Benefits and Pensions Monitor
Why Don't They Just Buy An Annuity?
By: Jim Helik
One of the notable features of DC pension plans is that, unlike more traditional DB plans, participants face longevity risk, which is the risk of a member outliving the funds that they have accumulated inside their DC plan. In other words, members are lacking the guarantee of a lifetime income that a DB plan provides. Of course, DC members can eliminate this risk by using their funds to purchase a lifetime income annuity.
Except that, in the real world, they don’t. The number of plan members who voluntarily purchase an annuity is very small, according to one study “virtually zero.” This is all the more striking in that the shrinking of DB plans over time has not resulted in an increase in individually purchased annuities.
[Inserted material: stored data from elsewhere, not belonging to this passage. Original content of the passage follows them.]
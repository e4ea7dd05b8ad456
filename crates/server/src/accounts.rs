use std::path::PathBuf;
use std::sync::Arc;

use argon2::{password_hash::{PasswordHasher, PasswordVerifier, SaltString}, Argon2, PasswordHash};
use models::Role;
use rand::rngs::OsRng;
use serde::{Deserialize, Serialize};
use service::errors::ServiceError;
use service::storage::JsonMapStore;
use tracing::{debug, info};

/// Stored account (hashed password).
#[derive(Debug, Clone, Serialize, Deserialize)]
pub struct Account {
    pub id: String,
    pub identifier: String,
    pub role: Role,
    pub display_name: String,
    pub password_hash: String,
    pub password_algorithm: String,
}

/// File-backed account directory keyed by lowercase identifier.
pub struct AccountDirectory {
    store: Arc<JsonMapStore<String, Account>>,
}

pub fn normalize_identifier(identifier: &str) -> String {
    identifier.trim().to_lowercase()
}

impl AccountDirectory {
    pub async fn open<P: Into<PathBuf>>(path: P) -> Result<Arc<Self>, ServiceError> {
        let store = JsonMapStore::open(path).await?;
        Ok(Arc::new(Self { store }))
    }

    pub async fn len(&self) -> usize {
        self.store.list().await.len()
    }

    pub async fn is_empty(&self) -> bool {
        self.len().await == 0
    }

    /// Hash `password` and insert or replace the account for `identifier`.
    pub async fn seed_account(&self, identifier: &str, password: &str, role: Role, display_name: &str) -> Result<Account, ServiceError> {
        if password.len() < 8 {
            return Err(ServiceError::Validation("password too short (>=8)".into()));
        }
        let key = normalize_identifier(identifier);
        if key.is_empty() {
            return Err(ServiceError::Validation("identifier required".into()));
        }
        let salt = SaltString::generate(&mut OsRng);
        let hash = Argon2::default()
            .hash_password(password.as_bytes(), &salt)
            .map_err(|e| ServiceError::Validation(e.to_string()))?
            .to_string();
        let id = match self.store.get(&key).await {
            Some(existing) => existing.id,
            None => uuid::Uuid::new_v4().to_string(),
        };
        let account = Account {
            id,
            identifier: key.clone(),
            role,
            display_name: display_name.to_string(),
            password_hash: hash,
            password_algorithm: "argon2".into(),
        };
        self.store.insert(key, account.clone()).await?;
        info!(account_id = %account.id, %role, "account seeded");
        Ok(account)
    }

    pub async fn find(&self, identifier: &str) -> Option<Account> {
        self.store.get(&normalize_identifier(identifier)).await
    }

    /// `Some(account)` only when the password matches.
    pub async fn verify(&self, identifier: &str, password: &str) -> Result<Option<Account>, ServiceError> {
        let Some(account) = self.find(identifier).await else {
            debug!("unknown identifier");
            return Ok(None);
        };
        let parsed = PasswordHash::new(&account.password_hash).map_err(|e| ServiceError::Storage(e.to_string()))?;
        if Argon2::default().verify_password(password.as_bytes(), &parsed).is_err() {
            return Ok(None);
        }
        Ok(Some(account))
    }

    pub async fn remove(&self, identifier: &str) -> Result<bool, ServiceError> {
        self.store.remove(&normalize_identifier(identifier)).await
    }
}

/// One account per role for local development.
pub async fn seed_demo_accounts(dir: &AccountDirectory, password: &str) -> Result<(), ServiceError> {
    for role in Role::ALL {
        let identifier = match role {
            Role::Staff => "STAFF-0001".to_string(),
            r => format!("{}@demo.health", r.as_str()),
        };
        let name = format!("Demo {}", role.as_str());
        dir.seed_account(&identifier, password, role, &name).await?;
    }
    Ok(())
}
Behavioural factors that examine how individuals actually make their financial choices, especially in cases involving risky outcomes, can help answer this ‘annuity puzzle.’ A new paper by Wei-Yin Hu and Jason Scott, both of the Wharton School, University of Pennsylvania, called Behavioural Obstacles to the Annuity Market looks at how people view the annuity decision and what this means for the creation of new annuity products.
‘Mental Accounting’
A key part of behavioural finance is what is known as ‘mental accounting,’ which holds that risky outcomes are not always evaluated by people in terms of their outcomes for ending their total wealth, but often as choices that are more narrowly defined. For example, an individual facing a gamble that puts $100 at risk should, according to classical economics, evaluate this risk in terms of the impact on his total wealth (which for most people should mean that making or losing $100 makes no difference to their overall financial health). However, repeated behavioural tests have shown that people evaluate a $100 gamble in isolation, the result being that they care more about winning (or losing) this relatively small amount of money than they should.
This has a major effect on the potential purchase of an annuity. Rather than viewing it as part of the overall financial planning for retirement, the purchase of an annuity is viewed in isolation. It is thus segregated into its own mental account. Thus, individuals evaluate an annuity from the perspective “will I live long enough to make back my initial investment in this annuity?”
Potential ‘Loss’
This results in a few unexpected effects. Rather than worrying about outliving their money, individuals end up worrying about their potential ‘loss’ from an annuity investment if they die earlier than expected. In some surveys, individuals have stated that purchasing an annuity is the same as “gambling on their lives.” Therefore, the purchase of an annuity is not seen as something that mitigates risk, but rather increases overall risk in retirement – and is naturally to be avoided.
There are other behavioural factors at play here, too. Investors, generally speaking, tend to overweight low probability events – in this case the low probability of suffering an early death after having purchased an annuity product. The near-complete loss of the initial investment in this case is viewed to be highly unpalatable by investors due to loss aversion – an investor’s severe dislike of suffering a financial loss of any kind. These two other behavioural factors combine to work against the purchase of an annuity.
Many of these issues can be overcome through a ‘period-certain’ annuity which guarantees a minimum number of payouts even if the purchaser dies early. The vast majority of individual annuities purchased today have some guaranteed component which mitigates the perception of the ‘risk’ of dying too soon.
Actual Proof
Using a behavioural approach such as this gives us some insight into why annuities are unpopular, and it goes beyond simple reasons such as ‘interest rates are low, so annuities aren’t attractive,’ and ‘people can’t understand the value of annuity payments.’ Of course, the shortcoming of behavioural finance is the actual proof – mental accounting, the overweighting of small probabilities, and loss aversion might explain the unpopularity of annuities, or all of this could be due to yet another behavioural condition that is yet to be understood. In any case, there is work to be done in helping individuals overcome whatever biases they have against purchasing an annuity.
Jim Helik is co-author of ‘Energy Markets Risk Management,’ a textbook published by the Canadian Securities Institute. He also teaches at the School of Business, Ryerson University in Toronto.